• _What the task asks_
Output all the entries below. Each must match exactly.

• _Information_
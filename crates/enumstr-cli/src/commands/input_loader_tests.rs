use std::io::Write;

use enumstr_core::IntRepr;

use super::input_loader::{LoadError, load_declarations, parse_declarations};

#[test]
fn load_from_file() {
    let mut file = tempfile::NamedTempFile::new().unwrap();
    write!(
        file,
        r#"{{"types": [{{"name": "Day", "repr": "u8", "constants": [
            {{"name": "Monday", "value": 0}},
            {{"name": "Tuesday", "value": 1, "label": "Tue"}}
        ]}}]}}"#
    )
    .unwrap();

    let decls = load_declarations(file.path()).unwrap();
    assert_eq!(decls.len(), 1);
    assert_eq!(decls[0].name, "Day");
    assert_eq!(decls[0].repr, IntRepr::U8);
    assert_eq!(decls[0].entries[1].label.as_deref(), Some("Tue"));
}

#[test]
fn missing_file_is_a_read_error() {
    let dir = tempfile::tempdir().unwrap();
    let path = dir.path().join("absent.json");
    let err = load_declarations(&path).unwrap_err();
    assert!(matches!(err, LoadError::Read { .. }));
    assert!(err.to_string().starts_with("failed to read '"));
}

#[test]
fn malformed_json_is_a_parse_error() {
    let err = parse_declarations("bad.json", r#"{"types": [{"name": "T"}]}"#).unwrap_err();
    assert!(matches!(err, LoadError::Parse { .. }));
    let message = err.to_string();
    assert!(message.starts_with("invalid declarations in 'bad.json': missing field `repr`"));
}

#[test]
fn unknown_repr_is_a_parse_error() {
    let err = parse_declarations("x.json", r#"{"types": [{"name": "T", "repr": "i128"}]}"#)
        .unwrap_err();
    assert!(matches!(err, LoadError::Parse { .. }));
}
//! Per-type analysis: from declared constants to built lookup tables.
//!
//! Steps, in order:
//! 1. reject empty declarations and out-of-range values
//! 2. resolve display names (labels, prefix trimming)
//! 3. normalize (dedup by value, sort) and partition into runs
//! 4. select an encoding and build its tables

use enumstr_core::utils::is_rust_identifier;
use enumstr_core::{ConstantEntry, EnumDecl, normalize, partition};

use crate::plan::{EncodingCost, SelectionPolicy, select};
use crate::table::{NameTable, TableSet};
use crate::{Error, Result};

/// How constant names become display names.
#[derive(Clone, Debug, Default, PartialEq, Eq)]
pub struct NameOptions {
    /// Prefix removed from names that start with it.
    pub trim_prefix: Option<String>,
    /// Use a constant's label, when present, instead of its name.
    pub use_labels: bool,
}

impl NameOptions {
    pub fn new() -> Self {
        Self::default()
    }

    pub fn trim_prefix(mut self, prefix: impl Into<String>) -> Self {
        let prefix = prefix.into();
        self.trim_prefix = (!prefix.is_empty()).then_some(prefix);
        self
    }

    pub fn use_labels(mut self, value: bool) -> Self {
        self.use_labels = value;
        self
    }

    /// Display text for one constant.
    pub fn display_name<'e>(&self, entry: &'e ConstantEntry) -> &'e str {
        if self.use_labels
            && let Some(label) = &entry.label
        {
            return label;
        }
        match &self.trim_prefix {
            Some(prefix) => entry.name.strip_prefix(prefix.as_str()).unwrap_or(&entry.name),
            None => &entry.name,
        }
    }
}

/// Build the lookup tables for one declared type.
pub fn analyze(
    decl: &EnumDecl,
    names: &NameOptions,
    policy: &SelectionPolicy,
) -> Result<NameTable> {
    if !is_rust_identifier(&decl.name) {
        return Err(Error::InvalidTypeName(decl.name.clone()));
    }
    if decl.entries.is_empty() {
        return Err(Error::NoConstants {
            type_name: decl.name.clone(),
        });
    }

    let mut display = Vec::with_capacity(decl.entries.len());
    for entry in &decl.entries {
        if !decl.repr.contains(entry.value) {
            return Err(Error::ValueOutOfRange {
                type_name: decl.name.clone(),
                constant: entry.name.clone(),
                value: entry.value,
                repr: decl.repr,
            });
        }
        let name = names.display_name(entry);
        if name.is_empty() {
            return Err(Error::EmptyName {
                type_name: decl.name.clone(),
                value: entry.value,
            });
        }
        display.push(ConstantEntry {
            name: name.to_string(),
            ..entry.clone()
        });
    }

    let unique = normalize(&display);
    trace_dropped_aliases(decl, &display, &unique);

    let runs = partition(&unique);
    let cost = EncodingCost::of(&runs);
    let plan = select(runs, policy);

    tracing::debug!(
        type_name = %decl.name,
        repr = %decl.repr,
        declared = decl.entries.len(),
        unique = unique.len(),
        runs = cost.runs,
        split_cost = cost.split(),
        map_cost = cost.map(),
        encoding = plan.kind().as_str(),
        "selected encoding"
    );

    Ok(NameTable {
        type_name: decl.name.clone(),
        repr: decl.repr,
        tables: TableSet::from_plan(&plan),
        cost,
        declared: decl.entries.len(),
    })
}

fn trace_dropped_aliases(decl: &EnumDecl, display: &[ConstantEntry], unique: &[ConstantEntry]) {
    if display.len() == unique.len() {
        return;
    }
    for entry in display {
        let Ok(pos) = unique.binary_search_by_key(&entry.value, |e| e.value) else {
            continue;
        };
        let kept = &unique[pos];
        if kept.order != entry.order {
            tracing::trace!(
                type_name = %decl.name,
                alias = %entry.name,
                kept = %kept.name,
                value = %entry.value,
                "dropped duplicate-valued constant"
            );
        }
    }
}
//! Tracing setup for the CLI.
//!
//! Output format is chosen by `ENUMSTR_LOG_FORMAT`:
//!
//! - `text` (default): flat `tracing-subscriber` lines
//! - `json`: one JSON object per event
//!
//! ```bash
//! ENUMSTR_LOG=debug enumstr generate types.json
//! ENUMSTR_LOG=enumstr_lib=trace ENUMSTR_LOG_FORMAT=json enumstr plan types.json
//! ```
//!
//! Nothing is installed unless `ENUMSTR_LOG` (or `RUST_LOG`) is set. Output
//! always goes to stderr, never mixing with generated code on stdout.

use tracing_subscriber::prelude::*;
use tracing_subscriber::{EnvFilter, Registry, fmt};

#[derive(Debug, Clone, Copy, PartialEq, Eq)]
enum LogFormat {
    Text,
    Json,
}

impl LogFormat {
    fn from_env() -> Self {
        match std::env::var("ENUMSTR_LOG_FORMAT")
            .unwrap_or_default()
            .to_lowercase()
            .as_str()
        {
            "json" => Self::Json,
            _ => Self::Text,
        }
    }
}

/// `ENUMSTR_LOG` takes precedence over `RUST_LOG`.
fn build_filter() -> EnvFilter {
    match std::env::var("ENUMSTR_LOG") {
        Ok(val) => EnvFilter::builder().parse_lossy(val),
        Err(_) => EnvFilter::from_default_env(),
    }
}

pub fn init_tracing() {
    let has_own_log = std::env::var("ENUMSTR_LOG").is_ok();
    let has_rust_log = std::env::var("RUST_LOG").is_ok();
    if !has_own_log && !has_rust_log {
        return;
    }

    let filter = build_filter();
    match LogFormat::from_env() {
        LogFormat::Json => {
            let json_layer = fmt::layer().json().with_writer(std::io::stderr);
            Registry::default().with(filter).with(json_layer).init();
        }
        LogFormat::Text => {
            tracing_subscriber::fmt()
                .with_env_filter(filter)
                .with_writer(std::io::stderr)
                .init();
        }
    }
}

• _Your solution_
filename crates/enumstr-cli/src/commands/input_loader_tests.rs
use std::io::Write;

use enumstr_core::IntRepr;

use super::input_loader::{LoadError, load_declarations, parse_declarations};

#[test]
fn load_from_file() {
    let mut file = tempfile::NamedTempFile::new().unwrap();
    write!(
        file,
        r#"{{"types": [{{"name": "Day", "repr": "u8", "constants": [
            {{"name": "Monday", "value": 0}},
            {{"name": "Tuesday", "value": 1, "label": "Tue"}}
        ]}}]}}"#
    )
    .unwrap();

    let decls = load_declarations(file.path()).unwrap();
    assert_eq!(decls.len(), 1);
    assert_eq!(decls[0].name, "Day");
    assert_eq!(decls[0].repr, IntRepr::U8);
    assert_eq!(decls[0].entries[1].label.as_deref(), Some("Tue"));
}

#[test]
fn missing_file_is_a_read_error() {
    let dir = tempfile::tempdir().unwrap();
    let path = dir.path().join("absent.json");
    let err = load_declarations(&path).unwrap_err();
    assert!(matches!(err, LoadError::Read { .. }));
    assert!(err.to_string().starts_with("failed to read '"));
}

#[test]
fn malformed_json_is_a_parse_error() {
    let err = parse_declarations("bad.json", r#"{"types": [{"name": "T"}]}"#).unwrap_err();
    assert!(matches!(err, LoadError::Parse { .. }));
    let message = err.to_string();
    assert!(message.starts_with("invalid declarations in 'bad.json': missing field `repr`"));
}

#[test]
fn unknown_repr_is_a_parse_error() {
    let err = parse_declarations("x.json", r#"{"types": [{"name": "T", "repr": "i128"}]}"#)
        .unwrap_err();
    assert!(matches!(err, LoadError::Parse { .. }));
}
//! Per-type analysis: from declared constants to built lookup tables.
//!
//! Steps, in order:
//! 1. reject empty declarations and out-of-range values
//! 2. resolve display names (labels, prefix trimming)
//! 3. normalize (dedup by value, sort) and partition into runs
//! 4. select an encoding and build its tables

use enumstr_core::utils::is_rust_identifier;
use enumstr_core::{ConstantEntry, EnumDecl, normalize, partition};

use crate::plan::{EncodingCost, SelectionPolicy, select};
use crate::table::{NameTable, TableSet};
use crate::{Error, Result};

/// How constant names become display names.
#[derive(Clone, Debug, Default, PartialEq, Eq)]
pub struct NameOptions {
    /// Prefix removed from names that start with it.
    pub trim_prefix: Option<String>,
    /// Use a constant's label, when present, instead of its name.
    pub use_labels: bool,
}

impl NameOptions {
    pub fn new() -> Self {
        Self::default()
    }

    pub fn trim_prefix(mut self, prefix: impl Into<String>) -> Self {
        let prefix = prefix.into();
        self.trim_prefix = (!prefix.is_empty()).then_some(prefix);
        self
    }

    pub fn use_labels(mut self, value: bool) -> Self {
        self.use_labels = value;
        self
    }

    /// Display text for one constant.
    pub fn display_name<'e>(&self, entry: &'e ConstantEntry) -> &'e str {
        if self.use_labels
            && let Some(label) = &entry.label
        {
            return label;
        }
        match &self.trim_prefix {
            Some(prefix) => entry.name.strip_prefix(prefix.as_str()).unwrap_or(&entry.name),
            None => &entry.name,
        }
    }
}

/// Build the lookup tables for one declared type.
pub fn analyze(
    decl: &EnumDecl,
    names: &NameOptions,
    policy: &SelectionPolicy,
) -> Result<NameTable> {
    if !is_rust_identifier(&decl.name) {
        return Err(Error::InvalidTypeName(decl.name.clone()));
    }
    if decl.entries.is_empty() {
        return Err(Error::NoConstants {
            type_name: decl.name.clone(),
        });
    }

    let mut display = Vec::with_capacity(decl.entries.len());
    for entry in &decl.entries {
        if !decl.repr.contains(entry.value) {
            return Err(Error::ValueOutOfRange {
                type_name: decl.name.clone(),
                constant: entry.name.clone(),
                value: entry.value,
                repr: decl.repr,
            });
        }
        let name = names.display_name(entry);
        if name.is_empty() {
            return Err(Error::EmptyName {
                type_name: decl.name.clone(),
                value: entry.value,
            });
        }
        display.push(ConstantEntry {
            name: name.to_string(),
            ..entry.clone()
        });
    }

    let unique = normalize(&display);
    trace_dropped_aliases(decl, &display, &unique);

    let runs = partition(&unique);
    let cost = EncodingCost::of(&runs);
    let plan = select(runs, policy);

    tracing::debug!(
        type_name = %decl.name,
        repr = %decl.repr,
        declared = decl.entries.len(),
        unique = unique.len(),
        runs = cost.runs,
        split_cost = cost.split(),
        map_cost = cost.map(),
        encoding = plan.kind().as_str(),
        "selected encoding"
    );

    Ok(NameTable {
        type_name: decl.name.clone(),
        repr: decl.repr,
        tables: TableSet::from_plan(&plan),
        cost,
        declared: decl.entries.len(),
    })
}

fn trace_dropped_aliases(decl: &EnumDecl, display: &[ConstantEntry], unique: &[ConstantEntry]) {
    if display.len() == unique.len() {
        return;
    }
    for entry in display {
        let Ok(pos) = unique.binary_search_by_key(&entry.value, |e| e.value) else {
            continue;
        };
        let kept = &unique[pos];
        if kept.order != entry.order {
            tracing::trace!(
                type_name = %decl.name,
                alias = %entry.name,
                kept = %kept.name,
                value = %entry.value,
                "dropped duplicate-valued constant"
            );
        }
    }
}
//! Tracing setup for the CLI.
//!
//! Output format is chosen by `ENUMSTR_LOG_FORMAT`:
//!
//! - `text` (default): flat `tracing-subscriber` lines
//! - `json`: one JSON object per event
//!
//! ```bash
//! ENUMSTR_LOG=debug enumstr generate types.json
//! ENUMSTR_LOG=enumstr_lib=trace ENUMSTR_LOG_FORMAT=json enumstr plan types.json
//! ```
//!
//! Nothing is installed unless `ENUMSTR_LOG` (or `RUST_LOG`) is set. Output
//! always goes to stderr, never mixing with generated code on stdout.

use tracing_subscriber::prelude::*;
use tracing_subscriber::{EnvFilter, Registry, fmt};

#[derive(Debug, Clone, Copy, PartialEq, Eq)]
enum LogFormat {
    Text,
    Json,
}

impl LogFormat {
    fn from_env() -> Self {
        match std::env::var("ENUMSTR_LOG_FORMAT")
            .unwrap_or_default()
            .to_lowercase()
            .as_str()
        {
            "json" => Self::Json,
            _ => Self::Text,
        }
    }
}

/// `ENUMSTR_LOG` takes precedence over `RUST_LOG`.
fn build_filter() -> EnvFilter {
    match std::env::var("ENUMSTR_LOG") {
        Ok(val) => EnvFilter::builder().parse_lossy(val),
        Err(_) => EnvFilter::from_default_env(),
    }
}

pub fn init_tracing() {
    let has_own_log = std::env::var("ENUMSTR_LOG").is_ok();
    let has_rust_log = std::env::var("RUST_LOG").is_ok();
    if !has_own_log && !has_rust_log {
        return;
    }

    let filter = build_filter();
    match LogFormat::from_env() {
        LogFormat::Json => {
            let json_layer = fmt::layer().json().with_writer(std::io::stderr);
            Registry::default().with(filter).with(json_layer).init();
        }
        LogFormat::Text => {
            tracing_subscriber::fmt()
                .with_env_filter(filter)
                .with_writer(std::io::stderr)
                .init();
        }
    }
}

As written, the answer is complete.